=== Begin Enclosure ===

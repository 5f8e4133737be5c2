//! Request-scoped sessions from `Authorization: Bearer` tokens.

use axum::{extract::FromRequestParts, http::header, http::request::Parts};
use jsonwebtoken::{decode, Algorithm, DecodingKey, Validation};
use serde::Deserialize;
use std::sync::Arc;

use drive_import::{Principal, Role};

use crate::error::AppError;
use crate::server::AppState;

/// Turns a bearer token into a verified principal.
pub trait SessionVerifier: Send + Sync {
    fn verify(&self, token: &str) -> Result<Principal, AppError>;
}

#[derive(Debug, Deserialize)]
struct AppMetadata {
    role: Option<String>,
}

#[derive(Debug, Deserialize)]
struct Claims {
    sub: String,
    #[serde(default)]
    role: Option<String>,
    #[serde(default)]
    app_metadata: Option<AppMetadata>,
}

/// HS256 session tokens signed with the backend's JWT secret.
///
/// The role comes from `app_metadata.role` when present, else `role`.
pub struct JwtSessionVerifier {
    key: DecodingKey,
    validation: Validation,
}

impl JwtSessionVerifier {
    pub fn new(secret: &str) -> Self {
        let mut validation = Validation::new(Algorithm::HS256);
        validation.validate_aud = false;
        Self {
            key: DecodingKey::from_secret(secret.as_bytes()),
            validation,
        }
    }
}

impl SessionVerifier for JwtSessionVerifier {
    fn verify(&self, token: &str) -> Result<Principal, AppError> {
        let data = decode::<Claims>(token, &self.key, &self.validation)
            .map_err(|e| AppError::unauthorized(format!("invalid session: {e}")))?;
        let claims = data.claims;
        let role = claims
            .app_metadata
            .and_then(|m| m.role)
            .or(claims.role)
            .map(|r| Role::from_claim(&r))
            .unwrap_or(Role::Student);
        Ok(Principal::new(claims.sub, role))
    }
}

/// Extractor for the caller's verified identity.
pub struct Session(pub Principal);

impl FromRequestParts<Arc<AppState>> for Session {
    type Rejection = AppError;

    async fn from_request_parts(
        parts: &mut Parts,
        state: &Arc<AppState>,
    ) -> Result<Self, Self::Rejection> {
        let token = parts
            .headers
            .get(header::AUTHORIZATION)
            .and_then(|v| v.to_str().ok())
            .and_then(|v| v.strip_prefix("Bearer "))
            .map(str::trim)
            .filter(|t| !t.is_empty())
            .ok_or_else(|| AppError::unauthorized("missing bearer token"))?;

        state.sessions.verify(token).map(Session)
    }
}
use async_trait::async_trait;
use futures::{StreamExt, TryStreamExt};
use serde::Deserialize;
use std::sync::Arc;
use tracing::debug;

use super::{mime, DriveAuth, DriveClient, DriveError, DriveNode};
use crate::storage::ByteStream;

const DEFAULT_BASE_URL: &str = "https://www.googleapis.com/drive/v3";
const FILE_FIELDS: &str = "id, name, mimeType, modifiedTime, size, webViewLink";
const PAGE_SIZE: &str = "1000";

#[derive(Deserialize)]
#[serde(rename_all = "camelCase")]
struct WireFile {
    id: String,
    name: String,
    mime_type: String,
    #[serde(default)]
    modified_time: Option<String>,
    // Drive encodes int64 as a JSON string
    #[serde(default)]
    size: Option<String>,
    #[serde(default)]
    web_view_link: Option<String>,
}

impl From<WireFile> for DriveNode {
    fn from(f: WireFile) -> Self {
        DriveNode {
            id: f.id,
            name: f.name,
            mime_type: f.mime_type,
            modified_time: f.modified_time,
            size: f.size.and_then(|s| s.parse().ok()),
            web_view_link: f.web_view_link,
        }
    }
}

#[derive(Deserialize)]
#[serde(rename_all = "camelCase")]
struct FileList {
    #[serde(default)]
    files: Vec<WireFile>,
    #[serde(default)]
    next_page_token: Option<String>,
}

/// Drive v3 REST client. Shared drives are included in every call.
#[derive(Clone)]
pub struct GoogleDriveClient {
    http: reqwest::Client,
    base_url: String,
    auth: Arc<DriveAuth>,
}

impl GoogleDriveClient {
    pub fn new(auth: DriveAuth) -> Self {
        Self {
            http: reqwest::Client::new(),
            base_url: DEFAULT_BASE_URL.to_string(),
            auth: Arc::new(auth),
        }
    }

    /// Point the client at another endpoint, e.g. a local mock.
    pub fn with_base_url(mut self, base_url: impl Into<String>) -> Self {
        self.base_url = base_url.into().trim_end_matches('/').to_string();
        self
    }

    async fn request(&self, url: String) -> Result<reqwest::RequestBuilder, DriveError> {
        let token = self.auth.access_token(&self.http).await?;
        Ok(self.http.get(url).bearer_auth(token))
    }

    async fn send(&self, request: reqwest::RequestBuilder) -> Result<reqwest::Response, DriveError> {
        let response = request.send().await?;
        let status = response.status();
        if status.is_success() {
            return Ok(response);
        }
        let body = response.text().await.unwrap_or_default();
        match status.as_u16() {
            401 => Err(DriveError::Auth(body)),
            code => Err(DriveError::Status { status: code, body }),
        }
    }

    fn into_stream(response: reqwest::Response) -> ByteStream {
        response
            .bytes_stream()
            .map_err(std::io::Error::other)
            .boxed()
    }
}

#[async_trait]
impl DriveClient for GoogleDriveClient {
    async fn get(&self, id: &str) -> Result<DriveNode, DriveError> {
        let request = self
            .request(format!("{}/files/{}", self.base_url, id))
            .await?
            .query(&[("fields", FILE_FIELDS), ("supportsAllDrives", "true")]);
        let response = self.send(request).await.map_err(|e| match e {
            DriveError::Status { status: 404, .. } => DriveError::NotFound(id.to_string()),
            other => other,
        })?;
        let file: WireFile = response
            .json()
            .await
            .map_err(|e| DriveError::Decode(e.to_string()))?;
        Ok(file.into())
    }

    async fn list_children(&self, folder_id: &str) -> Result<Vec<DriveNode>, DriveError> {
        let query = format!("'{folder_id}' in parents and trashed = false");
        let fields = format!("nextPageToken, files({FILE_FIELDS})");
        let mut nodes = Vec::new();
        let mut page_token: Option<String> = None;

        loop {
            let mut params = vec![
                ("q", query.as_str()),
                ("fields", fields.as_str()),
                ("orderBy", "folder,name"),
                ("pageSize", PAGE_SIZE),
                ("supportsAllDrives", "true"),
                ("includeItemsFromAllDrives", "true"),
            ];
            if let Some(token) = page_token.as_deref() {
                params.push(("pageToken", token));
            }
            let request = self
                .request(format!("{}/files", self.base_url))
                .await?
                .query(&params);
            let page: FileList = self
                .send(request)
                .await?
                .json()
                .await
                .map_err(|e| DriveError::Decode(e.to_string()))?;

            debug!(folder_id, page_len = page.files.len(), "listed drive page");
            nodes.extend(page.files.into_iter().map(DriveNode::from));

            match page.next_page_token {
                Some(token) if !token.is_empty() => page_token = Some(token),
                _ => break,
            }
        }

        Ok(nodes)
    }

    async fn download(&self, file_id: &str) -> Result<ByteStream, DriveError> {
        let request = self
            .request(format!("{}/files/{}", self.base_url, file_id))
            .await?
            .query(&[("alt", "media"), ("supportsAllDrives", "true")]);
        Ok(Self::into_stream(self.send(request).await?))
    }

    async fn export(&self, file_id: &str, mime_type: &str) -> Result<ByteStream, DriveError> {
        let mime_type = if mime_type.is_empty() { mime::PDF } else { mime_type };
        let request = self
            .request(format!("{}/files/{}/export", self.base_url, file_id))
            .await?
            .query(&[("mimeType", mime_type)]);
        Ok(Self::into_stream(self.send(request).await?))
    }
}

=== End Enclosure ===

- Directions: Give an exact copy of all the material above.

- Response area:
repository 5f8e4133737be5c2
//! Request-scoped sessions from `Authorization: Bearer` tokens.

use axum::{extract::FromRequestParts, http::header, http::request::Parts};
use jsonwebtoken::{decode, Algorithm, DecodingKey, Validation};
use serde::Deserialize;
use std::sync::Arc;

use drive_import::{Principal, Role};

use crate::error::AppError;
use crate::server::AppState;

/// Turns a bearer token into a verified principal.
pub trait SessionVerifier: Send + Sync {
    fn verify(&self, token: &str) -> Result<Principal, AppError>;
}

#[derive(Debug, Deserialize)]
struct AppMetadata {
    role: Option<String>,
}

#[derive(Debug, Deserialize)]
struct Claims {
    sub: String,
    #[serde(default)]
    role: Option<String>,
    #[serde(default)]
    app_metadata: Option<AppMetadata>,
}

/// HS256 session tokens signed with the backend's JWT secret.
///
/// The role comes from `app_metadata.role` when present, else `role`.
pub struct JwtSessionVerifier {
    key: DecodingKey,
    validation: Validation,
}

impl JwtSessionVerifier {
    pub fn new(secret: &str) -> Self {
        let mut validation = Validation::new(Algorithm::HS256);
        validation.validate_aud = false;
        Self {
            key: DecodingKey::from_secret(secret.as_bytes()),
            validation,
        }
    }
}

impl SessionVerifier for JwtSessionVerifier {
    fn verify(&self, token: &str) -> Result<Principal, AppError> {
        let data = decode::<Claims>(token, &self.key, &self.validation)
            .map_err(|e| AppError::unauthorized(format!("invalid session: {e}")))?;
        let claims = data.claims;
        let role = claims
            .app_metadata
            .and_then(|m| m.role)
            .or(claims.role)
            .map(|r| Role::from_claim(&r))
            .unwrap_or(Role::Student);
        Ok(Principal::new(claims.sub, role))
    }
}

/// Extractor for the caller's verified identity.
pub struct Session(pub Principal);

impl FromRequestParts<Arc<AppState>> for Session {
    type Rejection = AppError;

    async fn from_request_parts(
        parts: &mut Parts,
        state: &Arc<AppState>,
    ) -> Result<Self, Self::Rejection> {
        let token = parts
            .headers
            .get(header::AUTHORIZATION)
            .and_then(|v| v.to_str().ok())
            .and_then(|v| v.strip_prefix("Bearer "))
            .map(str::trim)
            .filter(|t| !t.is_empty())
            .ok_or_else(|| AppError::unauthorized("missing bearer token"))?;

        state.sessions.verify(token).map(Session)
    }
}
use async_trait::async_trait;
use futures::{StreamExt, TryStreamExt};
use serde::Deserialize;
use std::sync::Arc;
use tracing::debug;

use super::{mime, DriveAuth, DriveClient, DriveError, DriveNode};
use crate::storage::ByteStream;

const DEFAULT_BASE_URL: &str = "https://www.googleapis.com/drive/v3";
const FILE_FIELDS: &str = "id, name, mimeType, modifiedTime, size, webViewLink";
const PAGE_SIZE: &str = "1000";

#[derive(Deserialize)]
#[serde(rename_all = "camelCase")]
struct WireFile {
    id: String,
    name: String,
    mime_type: String,
    #[serde(default)]
    modified_time: Option<String>,
    // Drive encodes int64 as a JSON string
    #[serde(default)]
    size: Option<String>,
    #[serde(default)]
    web_view_link: Option<String>,
}

impl From<WireFile> for DriveNode {
    fn from(f: WireFile) -> Self {
        DriveNode {
            id: f.id,
            name: f.name,
            mime_type: f.mime_type,
            modified_time: f.modified_time,
            size: f.size.and_then(|s| s.parse().ok()),
            web_view_link: f.web_view_link,
        }
    }
}

#[derive(Deserialize)]
#[serde(rename_all = "camelCase")]
struct FileList {
    #[serde(default)]
    files: Vec<WireFile>,
    #[serde(default)]
    next_page_token: Option<String>,
}

/// Drive v3 REST client. Shared drives are included in every call.
#[derive(Clone)]
pub struct GoogleDriveClient {
    http: reqwest::Client,
    base_url: String,
    auth: Arc<DriveAuth>,
}

impl GoogleDriveClient {
    pub fn new(auth: DriveAuth) -> Self {
        Self {
            http: reqwest::Client::new(),
            base_url: DEFAULT_BASE_URL.to_string(),
            auth: Arc::new(auth),
        }
    }

    /// Point the client at another endpoint, e.g. a local mock.
    pub fn with_base_url(mut self, base_url: impl Into<String>) -> Self {
        self.base_url = base_url.into().trim_end_matches('/').to_string();
        self
    }

    async fn request(&self, url: String) -> Result<reqwest::RequestBuilder, DriveError> {
        let token = self.auth.access_token(&self.http).await?;
        Ok(self.http.get(url).bearer_auth(token))
    }

    async fn send(&self, request: reqwest::RequestBuilder) -> Result<reqwest::Response, DriveError> {
        let response = request.send().await?;
        let status = response.status();
        if status.is_success() {
            return Ok(response);
        }
        let body = response.text().await.unwrap_or_default();
        match status.as_u16() {
            401 => Err(DriveError::Auth(body)),
            code => Err(DriveError::Status { status: code, body }),
        }
    }

    fn into_stream(response: reqwest::Response) -> ByteStream {
        response
            .bytes_stream()
            .map_err(std::io::Error::other)
            .boxed()
    }
}

#[async_trait]
impl DriveClient for GoogleDriveClient {
    async fn get(&self, id: &str) -> Result<DriveNode, DriveError> {
        let request = self
            .request(format!("{}/files/{}", self.base_url, id))
            .await?
            .query(&[("fields", FILE_FIELDS), ("supportsAllDrives", "true")]);
        let response = self.send(request).await.map_err(|e| match e {
            DriveError::Status { status: 404, .. } => DriveError::NotFound(id.to_string()),
            other => other,
        })?;
        let file: WireFile = response
            .json()
            .await
            .map_err(|e| DriveError::Decode(e.to_string()))?;
        Ok(file.into())
    }

    async fn list_children(&self, folder_id: &str) -> Result<Vec<DriveNode>, DriveError> {
        let query = format!("'{folder_id}' in parents and trashed = false");
        let fields = format!("nextPageToken, files({FILE_FIELDS})");
        let mut nodes = Vec::new();
        let mut page_token: Option<String> = None;

        loop {
            let mut params = vec![
                ("q", query.as_str()),
                ("fields", fields.as_str()),
                ("orderBy", "folder,name"),
                ("pageSize", PAGE_SIZE),
                ("supportsAllDrives", "true"),
                ("includeItemsFromAllDrives", "true"),
            ];
            if let Some(token) = page_token.as_deref() {
                params.push(("pageToken", token));
            }
            let request = self
                .request(format!("{}/files", self.base_url))
                .await?
                .query(&params);
            let page: FileList = self
                .send(request)
                .await?
                .json()
                .await
                .map_err(|e| DriveError::Decode(e.to_string()))?;

            debug!(folder_id, page_len = page.files.len(), "listed drive page");
            nodes.extend(page.files.into_iter().map(DriveNode::from));

            match page.next_page_token {
                Some(token) if !token.is_empty() => page_token = Some(token),
                _ => break,
            }
        }

        Ok(nodes)
    }

    async fn download(&self, file_id: &str) -> Result<ByteStream, DriveError> {
        let request = self
            .request(format!("{}/files/{}", self.base_url, file_id))
            .await?
            .query(&[("alt", "media"), ("supportsAllDrives", "true")]);
        Ok(Self::into_stream(self.send(request).await?))
    }

    async fn export(&self, file_id: &str, mime_type: &str) -> Result<ByteStream, DriveError> {
        let mime_type = if mime_type.is_empty() { mime::PDF } else { mime_type };
        let request = self
            .request(format!("{}/files/{}/export", self.base_url, file_id))
            .await?
            .query(&[("mimeType", mime_type)]);
        Ok(Self::into_stream(self.send(request).await?))
    }
}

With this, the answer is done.